Causal Reasoning in Epidemiology: Philosophy and Logic

  • Start Date/Time :
  • End Date/Time :
  • Location : Webinar series, hosted by HESI Environmental Epidemiology Committee

This year, The HESI Environmental Epidemiology Committee launched a webinar series to illustrate the critical role epidemiology can play in the field of quantitative risk assessment. The next webinar in the series, "Causal Reasoning in Epidemiology: Philosophy and Logic", will be presented by Dr. George Maldonado of the University of Minnesota.

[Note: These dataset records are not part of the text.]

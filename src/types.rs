//! Core types for media-relay

use serde::{Deserialize, Serialize};
use std::path::PathBuf;
use utoipa::ToSchema;

/// Unique identifier for a job
///
/// Derived from the submission time in whole Unix seconds, so ids grow
/// monotonically and two submissions in the same second share an id.
#[derive(
    Clone, Copy, Debug, PartialEq, Eq, PartialOrd, Ord, Hash, Serialize, Deserialize, ToSchema,
)]
#[serde(transparent)]
pub struct JobId(pub i64);

impl JobId {
    /// Create a new JobId
    pub fn new(id: i64) -> Self {
        Self(id)
    }

    /// Id for a job submitted right now
    pub fn now() -> Self {
        Self(chrono::Utc::now().timestamp())
    }

    /// Get the inner i64 value
    pub fn get(&self) -> i64 {
        self.0
    }
}

impl From<i64> for JobId {
    fn from(id: i64) -> Self {
        Self(id)
    }
}

impl From<JobId> for i64 {
    fn from(id: JobId) -> Self {
        id.0
    }
}

impl PartialEq<i64> for JobId {
    fn eq(&self, other: &i64) -> bool {
        self.0 == *other
    }
}

impl std::fmt::Display for JobId {
    fn fmt(&self, f: &mut std::fmt::Formatter<'_>) -> std::fmt::Result {
        write!(f, "{}", self.0)
    }
}

impl std::str::FromStr for JobId {
    type Err = std::num::ParseIntError;

    fn from_str(s: &str) -> Result<Self, Self::Err> {
        Ok(Self(s.parse()?))
    }
}

/// Job status
#[derive(Clone, Copy, Debug, PartialEq, Eq, Serialize, Deserialize, ToSchema)]
#[serde(rename_all = "lowercase")]
pub enum JobStatus {
    /// Accepted, pipeline still running
    Pending,
    /// Every resource reached the storage backend
    Succeeded,
    /// Fetch, resolution or at least one upload failed
    Failed,
}

impl JobStatus {
    /// Whether the status is terminal (no further transitions)
    pub fn is_terminal(&self) -> bool {
        !matches!(self, JobStatus::Pending)
    }

    /// Lowercase name, as used on the wire
    pub fn as_str(&self) -> &'static str {
        match self {
            JobStatus::Pending => "pending",
            JobStatus::Succeeded => "succeeded",
            JobStatus::Failed => "failed",
        }
    }
}

impl std::fmt::Display for JobStatus {
    fn fmt(&self, f: &mut std::fmt::Formatter<'_>) -> std::fmt::Result {
        f.write_str(self.as_str())
    }
}

/// A tracked unit of work
///
/// Jobs are immutable values. A status change is expressed by building a new
/// `Job` and putting it into the registry under the same id.
#[derive(Clone, Debug, PartialEq, Eq, Serialize, Deserialize, ToSchema)]
pub struct Job {
    /// Submission time (Unix seconds), doubles as the job id
    #[serde(rename = "timestamp")]
    pub id: JobId,

    /// Raw URL until the upload step, then `<author>-<title>`
    #[serde(rename = "name")]
    pub label: String,

    /// Current status
    pub status: JobStatus,

    /// URL extracted from the submitted text
    pub url: String,

    /// Failure reason for failed jobs
    #[serde(default, skip_serializing_if = "Option::is_none")]
    pub error: Option<String>,
}

impl Job {
    /// A freshly submitted job, labelled with its URL
    pub fn pending(id: JobId, url: impl Into<String>) -> Self {
        let url = url.into();
        Self {
            id,
            label: url.clone(),
            status: JobStatus::Pending,
            url,
            error: None,
        }
    }

    /// Terminal success, relabelled
    pub fn succeeded(&self, label: impl Into<String>) -> Self {
        Self {
            id: self.id,
            label: label.into(),
            status: JobStatus::Succeeded,
            url: self.url.clone(),
            error: None,
        }
    }

    /// Terminal failure with a reason, relabelled
    pub fn failed(&self, label: impl Into<String>, error: impl Into<String>) -> Self {
        Self {
            id: self.id,
            label: label.into(),
            status: JobStatus::Failed,
            url: self.url.clone(),
            error: Some(error.into()),
        }
    }
}

/// Kind of media behind a post, as tagged by the fetch service
#[derive(Clone, Debug, PartialEq, Eq)]
pub enum MediaKind {
    /// Image set (`图文`): one file per download link
    ImageSet,
    /// Video (`视频`): all links already merged into one file
    Video,
    /// Any other tag the service reports
    Other(String),
}

/// A post without a kind tag is named like an unknown kind, without an extension
impl Default for MediaKind {
    fn default() -> Self {
        MediaKind::Other(String::new())
    }
}

impl MediaKind {
    const IMAGE_SET_TAG: &'static str = "图文";
    const VIDEO_TAG: &'static str = "视频";

    /// Parse the fetch service's tag
    pub fn from_tag(tag: &str) -> Self {
        match tag {
            Self::IMAGE_SET_TAG => MediaKind::ImageSet,
            Self::VIDEO_TAG => MediaKind::Video,
            other => MediaKind::Other(other.to_string()),
        }
    }

    /// The fetch service's tag for this kind
    pub fn tag(&self) -> &str {
        match self {
            MediaKind::ImageSet => Self::IMAGE_SET_TAG,
            MediaKind::Video => Self::VIDEO_TAG,
            MediaKind::Other(tag) => tag,
        }
    }
}

impl Serialize for MediaKind {
    fn serialize<S: serde::Serializer>(&self, serializer: S) -> Result<S::Ok, S::Error> {
        serializer.serialize_str(self.tag())
    }
}

impl<'de> Deserialize<'de> for MediaKind {
    fn deserialize<D: serde::Deserializer<'de>>(deserializer: D) -> Result<Self, D::Error> {
        let tag = String::deserialize(deserializer)?;
        Ok(MediaKind::from_tag(&tag))
    }
}

/// Post metadata returned by the fetch service
///
/// Field names follow the fetch service's JSON keys.
#[derive(Clone, Debug, Default, PartialEq, Eq, Serialize, Deserialize)]
pub struct FetchResult {
    /// Author nickname
    #[serde(rename = "作者昵称", default)]
    pub author: String,

    /// Post title
    #[serde(rename = "作品标题", default)]
    pub title: String,

    /// Ordered download links; empty entries carry no file
    #[serde(rename = "下载地址", default)]
    pub download_links: Vec<String>,

    /// Media kind tag
    #[serde(rename = "作品类型", default)]
    pub kind: MediaKind,

    /// Stable item identifier, embedded in downloaded file names
    #[serde(rename = "作品ID", default)]
    pub item_id: String,
}

impl FetchResult {
    /// Job label once the post is known: `<author>-<title>`
    pub fn label(&self) -> String {
        format!("{}-{}", self.author, self.title)
    }

    /// Download links with empty entries removed, in order
    pub fn non_empty_links(&self) -> impl Iterator<Item = &str> {
        self.download_links
            .iter()
            .map(String::as_str)
            .filter(|link| !link.is_empty())
    }
}

/// Envelope of the fetch service's response
#[derive(Clone, Debug, Default, Deserialize)]
pub struct FetchResponse {
    /// Service message
    #[serde(default)]
    pub message: String,

    /// Post metadata
    #[serde(default)]
    pub data: FetchResult,
}

/// Request body sent to the fetch service
#[derive(Clone, Debug, Serialize)]
pub struct FetchRequest<'a> {
    /// Post URL
    pub url: &'a str,
    /// Always true: the service must download the media to disk
    pub download: bool,
    /// Let the service skip posts it has already downloaded
    pub skip: bool,
}

/// One output file implied by a fetch result
#[derive(Clone, Debug, PartialEq, Eq, Serialize, Deserialize, ToSchema)]
pub struct Resource {
    /// Generated file name
    pub file_name: String,
    /// Absolute path in the download directory
    #[schema(value_type = String)]
    pub file_path: PathBuf,
}

/// Result of uploading one resource
#[derive(Clone, Debug, Default, PartialEq, Eq, Serialize, Deserialize, ToSchema)]
pub struct UploadOutcome {
    /// Whether the storage backend accepted the file
    pub success: bool,
    /// Failure description
    #[serde(default, skip_serializing_if = "Option::is_none")]
    pub error: Option<String>,
    /// Backend-assigned task id
    #[serde(default, skip_serializing_if = "Option::is_none")]
    pub task_id: Option<String>,
}

impl UploadOutcome {
    /// Successful upload, with the backend's task id when it queued one
    pub fn succeeded(task_id: Option<String>) -> Self {
        Self {
            success: true,
            error: None,
            task_id,
        }
    }

    /// Failed upload with a description
    pub fn failed(error: impl ToString) -> Self {
        Self {
            success: false,
            error: Some(error.to_string()),
            task_id: None,
        }
    }
}

/// Per-resource outcomes of an upload batch
#[derive(Clone, Debug, Default, PartialEq, Eq, Serialize, Deserialize, ToSchema)]
pub struct UploadReport {
    /// One outcome per resource, in resource order
    pub outcomes: Vec<UploadOutcome>,
    /// Logical AND of every outcome (true for an empty batch)
    pub all_succeeded: bool,
}

impl UploadReport {
    /// Build a report, computing the aggregate flag
    pub fn new(outcomes: Vec<UploadOutcome>) -> Self {
        let all_succeeded = outcomes.iter().all(|o| o.success);
        Self {
            outcomes,
            all_succeeded,
        }
    }

    /// Number of failed outcomes
    pub fn failed_count(&self) -> usize {
        self.outcomes.iter().filter(|o| !o.success).count()
    }

    /// First failure description, if any
    pub fn first_error(&self) -> Option<&str> {
        self.outcomes.iter().find_map(|o| o.error.as_deref())
    }
}

/// Event emitted during the job lifecycle
#[derive(Clone, Debug, Serialize, Deserialize, ToSchema)]
#[serde(tag = "type", rename_all = "snake_case")]
pub enum Event {
    /// Job accepted and registered as pending
    Submitted {
        /// Job ID
        id: JobId,
        /// Extracted URL
        url: String,
    },

    /// Job finished and every resource was uploaded
    Succeeded {
        /// Job ID
        id: JobId,
        /// Final label
        label: String,
        /// Number of uploaded resources
        resources: usize,
    },

    /// Job finished with a failure
    Failed {
        /// Job ID
        id: JobId,
        /// Final label
        label: String,
        /// Failure reason
        error: String,
    },

    /// Registry wiped by the janitor
    Cleared {
        /// Number of jobs removed
        removed: usize,
    },

    /// Relay is shutting down
    Shutdown,
}

impl Event {
    /// Stable name used as the SSE event type
    pub fn kind(&self) -> &'static str {
        match self {
            Event::Submitted { .. } => "submitted",
            Event::Succeeded { .. } => "succeeded",
            Event::Failed { .. } => "failed",
            Event::Cleared { .. } => "cleared",
            Event::Shutdown => "shutdown",
        }
    }
}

Watch the webinar recording here.

Webinar abstract
This commentary adds to a lively discussion of causal modeling, reasoning and inference in the recent epidemiologic literature. We focus on fundamental philosophical and logical principles of causal reasoning in epidemiology, raising important points not emphasized in the recent discussion. To inform public health decisions that require answers to causal questions, studies should be approached as exercises in causal reasoning. They should do the following: ask well-specified causal questions; use estimators that approximate, given practical constraints, a “perfect” study, based on a clear definition of causation and a clear (and preferably, explicit) understanding of the philosophical basis for that definition; examine how the estimator falls short of approximating the “perfect” study design, conduct and analysis; adjust the study results for these shortcomings; in the publication of study results, clearly state the assumptions that were made in the design, conduct and analysis of the study, and discuss their plausibility for the topic under study. We argue that the explicit philosophical foundation for causal reasoning need not be counterfactual reasoning (currently in vogue in epidemiology), but it should lead to a well-defined ideal study design for answering causal questions and a mathematical expression for a measure of causal effect.

George Maldonado, PhD
George Maldonado is an Associate Professor at the University of Minnesota School of Public Health and has a PhD in epidemiology from UCLA. His focus is epidemiologic methods. He spends his time thinking about how we can do a better job of getting answers to causal questions from imperfect, non-experimental studies—most human health studies being both imperfect and non-experimental. He is the founding Editor-in-Chief of Global Epidemiology.